There are 11 unlicensed grounds within the game, with 2 licensed. The game includes 79 teams within the game, most of which are unlicensed. There are international and domestic teams (current generation) historical teams and future generation teams. There are 17 international teams, 6 Australian domestic teams, 18 English domestic, along with "All time best" teams and "historical" teams.

==Development==
According to Ross Symons, CEO of Big Ant Studios, development of the game was hindered by the parallel development of Ashes Cricket 2013, an officially licensed rival cricket game. Symons claims that the developers of Ashes Cricket 2013 applied pressure via the Australian Cricket Board to warn various partners off his game, while the eventual poor reception to Ashes Cricket 2013 forced him to delay Don Bradman Cricket 14 as not to be caught up in the controversy.

The game was built using a Big Ant Studios-built game engine written in Assembly language and C++.

==Soundtrack==

Track listing
| No. | Title | Length |
|---|---|---|
| 1. | "Feels Like Real" |  |
| 2. | "Looking Good" |  |
| 3. | "Off the Radar" |  |
| 4. | "Road Junkie" |  |
| 5. | "Rokit" |  |
| 6. | "Smiley" |  |

==Reception==

Don Bradman Cricket 14 has received positive reviews from critics.
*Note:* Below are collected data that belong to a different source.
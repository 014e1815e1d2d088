use serde::{Deserialize, Serialize};
use std::collections::BTreeMap;
use std::fmt::{self, Display};

/// 集合元素
///
/// 基本类型（`Null`/`Bool`/`Number`/`Str`）按值比较，复合类型（`List`/`Map`）
/// 逐字段深度比较，基本类型与复合类型之间永不相等。`NaN` 不等于任何元素。
#[derive(Debug, Clone, PartialEq, Serialize, Deserialize)]
pub enum Element {
    Null,
    Bool(bool),
    Number(f64),
    Str(String),
    List(Vec<Element>),
    Map(BTreeMap<String, Element>),
}

impl Element {
    pub fn is_composite(&self) -> bool {
        matches!(self, Element::List(_) | Element::Map(_))
    }
}

impl Display for Element {
    fn fmt(&self, f: &mut fmt::Formatter<'_>) -> fmt::Result {
        match self {
            Element::Null => write!(f, "null"),
            Element::Bool(b) => write!(f, "{}", b),
            Element::Number(n) => write!(f, "{}", n),
            Element::Str(s) => write!(f, "{:?}", s),
            Element::List(items) => {
                write!(f, "[")?;
                for (i, item) in items.iter().enumerate() {
                    if i > 0 {
                        write!(f, ",")?;
                    }
                    write!(f, "{}", item)?;
                }
                write!(f, "]")
            }
            Element::Map(fields) => {
                write!(f, "{{")?;
                for (i, (k, v)) in fields.iter().enumerate() {
                    if i > 0 {
                        write!(f, ",")?;
                    }
                    write!(f, "{:?}:{}", k, v)?;
                }
                write!(f, "}}")
            }
        }
    }
}

impl From<&str> for Element {
    fn from(value: &str) -> Self {
        Element::Str(value.to_string())
    }
}

impl From<String> for Element {
    fn from(value: String) -> Self {
        Element::Str(value)
    }
}

impl From<bool> for Element {
    fn from(value: bool) -> Self {
        Element::Bool(value)
    }
}

impl From<f64> for Element {
    fn from(value: f64) -> Self {
        Element::Number(value)
    }
}

impl From<i32> for Element {
    fn from(value: i32) -> Self {
        Element::Number(value as f64)
    }
}

impl From<i64> for Element {
    fn from(value: i64) -> Self {
        Element::Number(value as f64)
    }
}

impl From<u64> for Element {
    fn from(value: u64) -> Self {
        Element::Number(value as f64)
    }
}

impl<T: Into<Element>> From<Vec<T>> for Element {
    fn from(value: Vec<T>) -> Self {
        Element::List(value.into_iter().map(Into::into).collect())
    }
}

impl From<serde_json::Value> for Element {
    fn from(value: serde_json::Value) -> Self {
        use serde_json::Value;
        match value {
            Value::Null => Element::Null,
            Value::Bool(b) => Element::Bool(b),
            // serde_json 的数字总能表示为 f64（可能损失精度）
            Value::Number(n) => Element::Number(n.as_f64().unwrap_or(f64::NAN)),
            Value::String(s) => Element::Str(s),
            Value::Array(items) => Element::List(items.into_iter().map(Element::from).collect()),
            Value::Object(fields) => Element::Map(
                fields
                    .into_iter()
                    .map(|(k, v)| (k, Element::from(v)))
                    .collect(),
            ),
        }
    }
}

/// 有序集合中的一个成员
#[derive(Debug, Clone, PartialEq, Serialize, Deserialize)]
pub struct ScoredMember {
    pub value: Element,
    pub score: f64,
}

impl ScoredMember {
    pub fn new(value: impl Into<Element>, score: f64) -> Self {
        Self {
            value: value.into(),
            score,
        }
    }
}

/// 单个元素或元素序列
///
/// `sadd`/`srem`/`zrem` 的返回值取决于调用方传入的是哪一种。
#[derive(Debug, Clone, PartialEq, Serialize, Deserialize)]
pub enum Members {
    One(Element),
    Many(Vec<Element>),
}

impl Members {
    pub fn len(&self) -> usize {
        match self {
            Members::One(_) => 1,
            Members::Many(items) => items.len(),
        }
    }

    pub fn is_empty(&self) -> bool {
        self.len() == 0
    }

    pub fn as_slice(&self) -> &[Element] {
        match self {
            Members::One(item) => std::slice::from_ref(item),
            Members::Many(items) => items,
        }
    }

    pub fn into_vec(self) -> Vec<Element> {
        match self {
            Members::One(item) => vec![item],
            Members::Many(items) => items,
        }
    }
}

impl From<Element> for Members {
    fn from(value: Element) -> Self {
        Members::One(value)
    }
}

impl From<&str> for Members {
    fn from(value: &str) -> Self {
        Members::One(value.into())
    }
}

impl From<String> for Members {
    fn from(value: String) -> Self {
        Members::One(value.into())
    }
}

impl From<i64> for Members {
    fn from(value: i64) -> Self {
        Members::One(value.into())
    }
}

impl From<i32> for Members {
    fn from(value: i32) -> Self {
        Members::One(value.into())
    }
}

impl From<f64> for Members {
    fn from(value: f64) -> Self {
        Members::One(value.into())
    }
}

impl From<bool> for Members {
    fn from(value: bool) -> Self {
        Members::One(value.into())
    }
}

impl From<serde_json::Value> for Members {
    fn from(value: serde_json::Value) -> Self {
        Members::One(value.into())
    }
}

impl<T: Into<Element>> From<Vec<T>> for Members {
    fn from(value: Vec<T>) -> Self {
        Members::Many(value.into_iter().map(Into::into).collect())
    }
}

/// ZSCORE 的结果
#[derive(Debug, Clone, Copy, PartialEq)]
pub enum ZScore {
    /// 键不存在
    NoKey,
    /// 键存在但元素不在集合中
    NoMember,
    Score(f64),
}

impl ZScore {
    pub fn score(self) -> Option<f64> {
        match self {
            ZScore::Score(s) => Some(s),
            _ => None,
        }
    }
}
//! 内存 KV 存储实现
//!
//! 使用 HashMap 保存不透明的字节值，用于测试和单机场景。
//! 写入 `None` 即删除键。

use async_trait::async_trait;
use parking_lot::RwLock;
use serde::{Deserialize, Serialize};
use std::collections::HashMap;
use std::sync::Arc;
use tracing::{info, trace};

use crate::error::{StoreError, StoreResult};
use crate::traits::KvStore;

#[derive(Serialize, Deserialize)]
struct SnapshotData {
    entries: HashMap<String, Vec<u8>>,
}

/// 内存存储实现
#[derive(Clone, Default)]
pub struct MemoryKv {
    data: Arc<RwLock<HashMap<String, Vec<u8>>>>,
}

impl MemoryKv {
    pub fn new() -> Self {
        Self::default()
    }

    /// 键值对数量
    pub fn len(&self) -> usize {
        self.data.read().len()
    }

    pub fn is_empty(&self) -> bool {
        self.data.read().is_empty()
    }

    pub fn contains_key(&self, key: &str) -> bool {
        self.data.read().contains_key(key)
    }

    /// 创建快照数据
    pub fn create_snapshot(&self) -> StoreResult<Vec<u8>> {
        let snap = SnapshotData {
            entries: self.data.read().clone(),
        };
        bincode::serialize(&snap)
            .map_err(|e| StoreError::Internal(format!("Failed to serialize snapshot: {}", e)))
    }

    /// 从快照数据恢复，覆盖当前全部内容
    pub fn restore_from_snapshot(&self, snapshot: &[u8]) -> StoreResult<()> {
        let snap: SnapshotData = bincode::deserialize(snapshot)
            .map_err(|e| StoreError::Internal(format!("Failed to deserialize snapshot: {}", e)))?;

        let mut data = self.data.write();
        *data = snap.entries;
        info!("Restored memory kv from snapshot, {} keys", data.len());
        Ok(())
    }
}

#[async_trait]
impl KvStore for MemoryKv {
    async fn get(&self, key: &str) -> StoreResult<Option<Vec<u8>>> {
        let value = self.data.read().get(key).cloned();
        trace!("GET {:?} -> {} bytes", key, value.as_ref().map_or(0, Vec::len));
        Ok(value)
    }

    async fn put(&self, key: &str, value: Option<Vec<u8>>) -> StoreResult<()> {
        let mut data = self.data.write();
        match value {
            Some(bytes) => {
                trace!("PUT {:?} <- {} bytes", key, bytes.len());
                data.insert(key.to_string(), bytes);
            }
            None => {
                trace!("PUT {:?} <- absent", key);
                data.remove(key);
            }
        }
        Ok(())
    }
}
Tristan Ogilvie of IGN rated the console version 6.8/10, praising the "comprehensive control setup" and "License-dodging player creation", but also criticised the high amount of bugs, lack of field radars and unrealistic super-fielders. However, the PC version was rated 8/10 by IGN, who later believed that the fixes made it in the interim turned it into "easily the finest and fully-featured cricket game ever made". Dene Benham of NZGamer gave the game 7.9/10, praising the batting and bowling aspects, but criticised the clunky menus and twitchy animations. Critical Hit awarded it 8.7 citing it as "the best cricket game of last generation".

Aggregate scores
| Aggregator | Score |
|---|---|
| GameRankings | (PS3) 75.00% (X360) 73.00% (PC) 80.00% |
| Metacritic | (PS3) 73/100 (X360) 73/100 (PC) 80/100 |

==Sequel==

Big Ant Studios have announced on the planetcricket forum that they are currently working on a sequel titled " Don Bradman Cricket 17". They have taken voice commentary samples from the fans to add diversity to the game.

On 28 May 2016, BigAnt Studios officially announced Don Bradman Cricket 17 for PS4, Xbox One and PC, which was released in late December 2016. Academy Demo was made available on Steam.